→ **Assignment**
Collect from the data below each line with "prelude".

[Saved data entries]

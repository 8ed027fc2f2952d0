#![allow(dead_code)]

use std::{
    fs,
    path::Path,
    thread,
    time::{Duration, Instant},
};

use dpsup::{
    ProbeConfig, ProbeMethod, ProcessDescriptor, ProcessState, Supervisor, SupervisorSnapshot,
};
use sysinfo::{Pid, ProcessesToUpdate, System};

/// Probe settings tight enough for tests to observe transitions quickly.
pub fn fast_probe(method: ProbeMethod) -> ProbeConfig {
    ProbeConfig {
        interval: Duration::from_millis(25),
        timeout: Duration::from_millis(500),
        failure_threshold: 2,
        ..ProbeConfig::new(method)
    }
}

/// Like [`fast_probe`], but never reports `Unhealthy` within a test's lifetime.
pub fn patient_probe(method: ProbeMethod) -> ProbeConfig {
    ProbeConfig {
        failure_threshold: 10_000,
        ..fast_probe(method)
    }
}

/// Shell-backed descriptor with a fast liveness probe and a short stop grace period.
pub fn shell(name: &str, command: &str) -> ProcessDescriptor {
    ProcessDescriptor::shell(name, command)
        .with_probe(fast_probe(ProbeMethod::Liveness))
        .with_stop_grace_period(Duration::from_secs(2))
}

pub fn wait_for_snapshot<F>(supervisor: &Supervisor, timeout: Duration, check: F) -> SupervisorSnapshot
where
    F: Fn(&SupervisorSnapshot) -> bool,
{
    let deadline = Instant::now() + timeout;
    loop {
        let snapshot = supervisor.snapshot();
        if check(&snapshot) {
            return snapshot;
        }

        if Instant::now() >= deadline {
            panic!("Timed out waiting for supervisor state; last snapshot: {snapshot:#?}");
        }

        thread::sleep(Duration::from_millis(20));
    }
}

pub fn wait_for_state(
    supervisor: &Supervisor,
    process: &str,
    state: ProcessState,
) -> SupervisorSnapshot {
    wait_for_snapshot(supervisor, Duration::from_secs(10), |snapshot| {
        snapshot
            .process(process)
            .is_some_and(|entry| entry.state == state)
    })
}

pub fn wait_for_lines(path: &Path, expected: usize) -> Vec<String> {
    let deadline = Instant::now() + Duration::from_secs(5);
    loop {
        if let Ok(content) = fs::read_to_string(path) {
            let lines: Vec<_> = content.lines().map(|line| line.to_string()).collect();
            if lines.len() >= expected {
                return lines;
            }
        }

        if Instant::now() >= deadline {
            panic!("Timed out waiting for {expected} lines in {:?}", path);
        }

        thread::sleep(Duration::from_millis(50));
    }
}

pub fn read_lines(path: &Path) -> Vec<String> {
    fs::read_to_string(path)
        .map(|content| content.lines().map(|line| line.to_string()).collect())
        .unwrap_or_default()
}

pub fn is_process_alive(pid: u32) -> bool {
    let mut system = System::new();
    system.refresh_processes(ProcessesToUpdate::All, true);
    system.process(Pid::from_u32(pid)).is_some_and(|process| {
        !matches!(process.status(), sysinfo::ProcessStatus::Zombie)
    })
}

pub fn wait_for_process_exit(pid: u32) {
    let deadline = Instant::now() + Duration::from_secs(10);
    while Instant::now() < deadline {
        if !is_process_alive(pid) {
            return;
        }
        thread::sleep(Duration::from_millis(50));
    }
    panic!("Timed out waiting for PID {pid} to exit");
}
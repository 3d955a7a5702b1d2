//! Drawing module - dial scale, forbidden sectors and indicator rendering
//!
//! Renders the dial from the control's current state using nannou's Draw API:
//! tick scale and labels first, then the base circle over the inner tick
//! spans, then the forbidden-arc wedges, then the indicator arrow on top.

use nannou::prelude::*;

use crate::control::DialControl;
use crate::geometry::{self, SectorWedge};

/// Default palette, matching the dialog's classic look.
pub mod colors {
    use nannou::prelude::*;

    pub const BACKGROUND: Srgb<u8> = Srgb {
        red: 255,
        green: 255,
        blue: 255,
        standard: std::marker::PhantomData,
    };
    pub const CIRCLE_FILL: Srgb<u8> = Srgb {
        red: 255,
        green: 255,
        blue: 255,
        standard: std::marker::PhantomData,
    };
    pub const CIRCLE_OUTLINE: Srgb<u8> = Srgb {
        red: 0,
        green: 0,
        blue: 0,
        standard: std::marker::PhantomData,
    };
    pub const SECTOR_FILL: Srgb<u8> = Srgb {
        red: 220,
        green: 40,
        blue: 30,
        standard: std::marker::PhantomData,
    };
    pub const SECTOR_OUTLINE: Srgb<u8> = Srgb {
        red: 120,
        green: 20,
        blue: 15,
        standard: std::marker::PhantomData,
    };
    pub const SCALE: Srgb<u8> = Srgb {
        red: 0,
        green: 0,
        blue: 0,
        standard: std::marker::PhantomData,
    };
    pub const ARROW: Srgb<u8> = Srgb {
        red: 0,
        green: 170,
        blue: 60,
        standard: std::marker::PhantomData,
    };
    pub const TEXT: Srgb<u8> = Srgb {
        red: 20,
        green: 20,
        blue: 20,
        standard: std::marker::PhantomData,
    };
}

/// Brush/pen configuration for the dial. Every field repaints on the next
/// frame when mutated.
#[derive(Debug, Clone)]
pub struct DialStyle {
    pub background: Srgb<u8>,
    pub circle_fill: Srgb<u8>,
    pub circle_outline: Srgb<u8>,
    pub sector_fill: Srgb<u8>,
    pub sector_outline: Srgb<u8>,
    pub sector_outline_weight: f32,
    pub scale_color: Srgb<u8>,
    pub scale_weight: f32,
    pub arrow_color: Srgb<u8>,
    pub arrow_weight: f32,
    pub text_color: Srgb<u8>,
}

impl Default for DialStyle {
    fn default() -> Self {
        Self {
            background: colors::BACKGROUND,
            circle_fill: colors::CIRCLE_FILL,
            circle_outline: colors::CIRCLE_OUTLINE,
            sector_fill: colors::SECTOR_FILL,
            sector_outline: colors::SECTOR_OUTLINE,
            sector_outline_weight: 1.0,
            scale_color: colors::SCALE,
            scale_weight: 2.0,
            arrow_color: colors::ARROW,
            arrow_weight: 2.0,
            text_color: colors::TEXT,
        }
    }
}

/// Full dial redraw. The caller clears the background and computes the draw
/// region; everything else happens here, always in the same order.
pub fn draw_dial(draw: &Draw, control: &DialControl, style: &DialStyle, draw_rect: Rect) {
    if draw_rect.w() <= 0.0 {
        return;
    }
    draw_scale(draw, control, style, draw_rect);
    draw_sectors(draw, control, style, draw_rect);
    draw_arrow(draw, control, style, draw_rect);
    draw_value_readout(draw, control, style, draw_rect);
}

/// Tick scale, labels and the base circle. Tick lines run from the center
/// past the rim; the filled circle painted after them leaves only the
/// protruding marks visible.
fn draw_scale(draw: &Draw, control: &DialControl, style: &DialStyle, draw_rect: Rect) {
    let ticks = geometry::compute_scale(
        draw_rect,
        control.minimum(),
        control.maximum(),
        control.direction().sign(),
        control.offset(),
        control.tick_count(),
        control.prefix(),
        control.suffix(),
    );

    for tick in &ticks {
        draw.line()
            .start(tick.start)
            .end(tick.end)
            .weight(style.scale_weight)
            .color(style.scale_color);
        draw.text(&tick.label)
            .xy(tick.label_anchor)
            .color(style.text_color)
            .font_size(14)
            .w(80.0);
    }

    draw.ellipse()
        .xy(draw_rect.xy())
        .radius(draw_rect.w() / 2.0)
        .color(style.circle_fill)
        .stroke(style.circle_outline)
        .stroke_weight(1.0);
}

/// Forbidden arcs as filled pie wedges over the circle.
fn draw_sectors(draw: &Draw, control: &DialControl, style: &DialStyle, draw_rect: Rect) {
    let center = draw_rect.xy();
    let radius = draw_rect.w() / 2.0;

    for sector in control.sectors() {
        let wedge = geometry::sector_wedge(
            sector.first,
            sector.second,
            control.minimum(),
            control.maximum(),
            control.direction().sign(),
            control.offset(),
        );
        draw.polygon()
            .color(style.sector_fill)
            .stroke(style.sector_outline)
            .stroke_weight(style.sector_outline_weight)
            .points(wedge_points(center, radius, &wedge));
    }
}

/// Sample a pie wedge as a fan polygon: the center plus points along the arc.
fn wedge_points(center: Point2, radius: f32, wedge: &SectorWedge) -> Vec<Point2> {
    let steps = 64;
    let mut points = Vec::with_capacity(steps + 2);
    points.push(center);
    for i in 0..=steps {
        let angle = wedge.start_angle + wedge.span_angle * (i as f32 / steps as f32);
        points.push(center + geometry::polar(angle, radius));
    }
    points
}

/// Indicator arrow and its tracking label. During a drag the arrow follows
/// the snapped preview; otherwise it rests on the committed value.
fn draw_arrow(draw: &Draw, control: &DialControl, style: &DialStyle, draw_rect: Rect) {
    let value = control.indicator_value();
    let (start, end) = geometry::arrow_line(
        draw_rect,
        value,
        control.minimum(),
        control.maximum(),
        control.direction().sign(),
        control.offset(),
    );

    draw.line()
        .start(start)
        .end(end)
        .weight(style.arrow_weight)
        .color(style.arrow_color);
    draw.text(&control.decorated(value))
        .xy(end)
        .color(style.text_color)
        .font_size(14)
        .w(90.0);
}

/// Committed-value readout anchored at the draw region's bottom-right corner.
/// Unlike the arrow label it never follows the drag preview.
fn draw_value_readout(draw: &Draw, control: &DialControl, style: &DialStyle, draw_rect: Rect) {
    let corner = pt2(draw_rect.right(), draw_rect.bottom());
    draw.text(&control.decorated(control.value()))
        .xy(corner)
        .color(style.text_color)
        .font_size(16)
        .w(120.0);
}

→ **Task result**
use nannou::prelude::*;
    use nannou::prelude::*;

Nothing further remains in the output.